Before signing a contract, find out how the company trains their employees, how much time and effort they give to new hires, and how they handle non-compete agreements. Many exchanges spend only a day or two with their new hires and then it is up to them to sink or swim. You’ll need more than just a day to have enough understanding to make barter work as a career.
Also, you can expect that the company will want to exchange their training and employment for an agreement for you not to compete with them. Having been an employer, this is a reasonable request, but there are a couple of caveats: find out what you are going to get in exchange for the agreement, and find out what is generally enforceable in your state. In most states, non-compete agreements between employer and employee are considered “right to work”, which means that you can compete with them in a reasonable time frame (about a year) or if it is the only thing you are qualified to do. You may want to consult with an employment attorney before signing an agreement with an exchange so you know and are clear about what you are getting in to. Plus, you want to make sure that the company is going to give you enough training and support to make signing that non-compete worth your time.
The Path of the Franchisee
ITEX, Bartercard, Tradebank, and Tradia all sell franchises of their systems to individuals or groups that want to start a barter exchange.
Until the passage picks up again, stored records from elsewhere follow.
//
// src/shell.rs
//
// Implementation of beagle-git shell: an interactive session that keeps one
// repository open across commands
//
// (C) 2020 Taras Zakharko
//
// This code is licensed under GPL 3.0

use anyhow::{Result, bail};
use std::io::{BufRead, Write};
use std::path::PathBuf;

use crate::controller::Readiness;
use crate::engine::VersionControlEngine;
use crate::session::{LogLevel, Session};

const HELP : &str = concat!(
    "Commands:\n",
    "  open PATH         open the repository at PATH and show its status\n",
    "  init [PATH]       create a repository (default: the current path)\n",
    "  status            show the status of the current path\n",
    "  add FILE          stage FILE\n",
    "  add-all           stage every change in the working tree\n",
    "  commit [MESSAGE]  commit the staging area\n",
    "  push [USERNAME]   push to GitHub\n",
    "  help              show this text\n",
    "  quit              leave the shell"
);

#[derive(Clone, Debug, PartialEq, Eq)]
pub enum ShellCommand {
    Open(PathBuf),
    Init(Option<PathBuf>),
    Status,
    Add(PathBuf),
    AddAll,
    Commit(String),
    Push(Option<String>),
    Help,
    Quit
}

impl ShellCommand {
    /// Parse one input line, `None` for a blank line
    ///
    /// Everything after `commit ` is the message, verbatim
    pub fn parse(line: &str) -> Result<Option<ShellCommand>> {
        let line = line.trim_end_matches(|c| c == '\n' || c == '\r');
        let trimmed = line.trim_start();

        if trimmed.trim().is_empty() {
            return Ok( None );
        }

        // split off the command word and the single separator after it
        let (word, rest) = match trimmed.find(char::is_whitespace) {
            Some(at) => {
                let (word, rest) = trimmed.split_at(at);
                let separator = rest.chars().next().map_or(0, char::len_utf8);

                (word, &rest[separator..])
            },
            None => (trimmed, "")
        };
        let argument = rest.trim();

        let command = match word {
            "open" if !argument.is_empty() => ShellCommand::Open(PathBuf::from(argument)),
            "open"                         => bail!("usage: open PATH"),
            "init" if argument.is_empty()  => ShellCommand::Init(None),
            "init"                         => ShellCommand::Init(Some(PathBuf::from(argument))),
            "status"                       => ShellCommand::Status,
            "add" if !argument.is_empty()  => ShellCommand::Add(PathBuf::from(argument)),
            "add"                          => bail!("usage: add FILE (or add-all)"),
            "add-all"                      => ShellCommand::AddAll,
            "commit"                       => ShellCommand::Commit(rest.to_owned()),
            "push" if argument.is_empty()  => ShellCommand::Push(None),
            "push"                         => ShellCommand::Push(Some(argument.to_owned())),
            "help"                         => ShellCommand::Help,
            "quit" | "exit"                => ShellCommand::Quit,
            other                          => bail!("unknown command '{}' (try 'help')", other)
        };

        Ok( Some(command) )
    }
}

/// Run the shell until `quit` or the end of the input
///
/// The repository at `start` is opened first. Prompts go to `prompt`,
/// everything else to the session log.
pub fn run<E, R, W>(
    session: &mut Session<E>,
    input: R,
    prompt: &mut W,
    start: PathBuf,
    default_username: Option<String>
) -> Result<()>
where
    E: VersionControlEngine,
    R: BufRead,
    W: Write
{
    let mut path = start;
    session.refresh_status(&path);

    let mut lines = input.lines();

    loop {
        let marker = match session.readiness() {
            Readiness::Ready => "ready",
            Readiness::Empty => "no repository"
        };
        write!(prompt, "beagle-git [{}]> ", marker)?;
        prompt.flush()?;

        let line = match lines.next() {
            Some(line) => line?,
            None       => break
        };

        let command = match ShellCommand::parse(&line) {
            Ok(Some(command)) => command,
            Ok(None)          => continue,
            Err(err)          => {
                session.note(LogLevel::Error, err.to_string());
                continue;
            }
        };

        match command {
            ShellCommand::Open(new_path) => {
                path = new_path;
                session.refresh_status(&path);
            },
            ShellCommand::Init(new_path) => {
                if let Some(new_path) = new_path {
                    path = new_path;
                }
                session.initialize(&path);
            },
            ShellCommand::Status => {
                session.refresh_status(&path);
            },
            ShellCommand::Add(file) => {
                session.stage_file(&file);
            },
            ShellCommand::AddAll => {
                session.stage_all();
            },
            ShellCommand::Commit(message) => {
                session.commit(&message);
            },
            ShellCommand::Push(username) => {
                match username.or_else(|| default_username.clone()) {
                    Some(username) => session.push(&username),
                    None => session.note(LogLevel::Error, "usage: push USERNAME (or set `username` in the configuration)")
                }
            },
            ShellCommand::Help => {
                session.note(LogLevel::Info, HELP);
            },
            ShellCommand::Quit => {
                break;
            }
        }
    }

    writeln!(prompt)?;

    Ok( () )
}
According to the ITEX website, they offer, ”
“I bought two franchises for $45,000 each. Matt (Matthew Humphreys, CEO of Tradia) promised to come down personally and train myself and my employees, but never did. We operated for months and months without any real training or support, other than the operations manual they sent us. After some time in operation, they started being very hostile and making it very difficult for us to do business. I closed my franchises and took a tremendous financial loss.”
Lastly, make sure you have the stamina and the guts to take this path or the path of the independent. It takes real guts and hours of work and toil to start a business from scratch. And barter is even a little more difficult than most other businesses, because what you are selling is a strange concept at best.
The Path of the Independent
If you don’t want a corporate office telling you what to do or a franchisor to help you get started and provide a team for you, then the path of the independent may be the one for you. Essentially, you create a barter exchange from scratch, everything from the systems and operations to sales manuals and transaction fees. The easier way to handle this is to rent a software package from either Barter 21, Virtual Barter, doBarter, or XO Limited. Each system has its strengths and weaknesses. Pick the one that is easy to use, has flexible options, and allows for the most communication with your members.
Some independents get stuck at the point of startup and need some help getting off the ground. To our knowledge there are three organizations that provide training to new or aspiring barter exchanges: BarterExchangeTrainers.com, BarterTrainer.com, and BarterCoach.net. All three provide sales training, weekend boot camp seminars, and other services to new members. Be sure, before hiring any of them, to ask for credentials, core philosophies, and referrals from past clients so you can better gauge which will align with your idea of business and provide the best bang for your buck.
Success is out there, somewhere
The barter industry is poised for tremendous growth. It needs professionals with grit and determination to take it to a more public and proper level, so if you are a business person who loves a challenge and enjoys long term relationships with clients, the barter industry may be for you.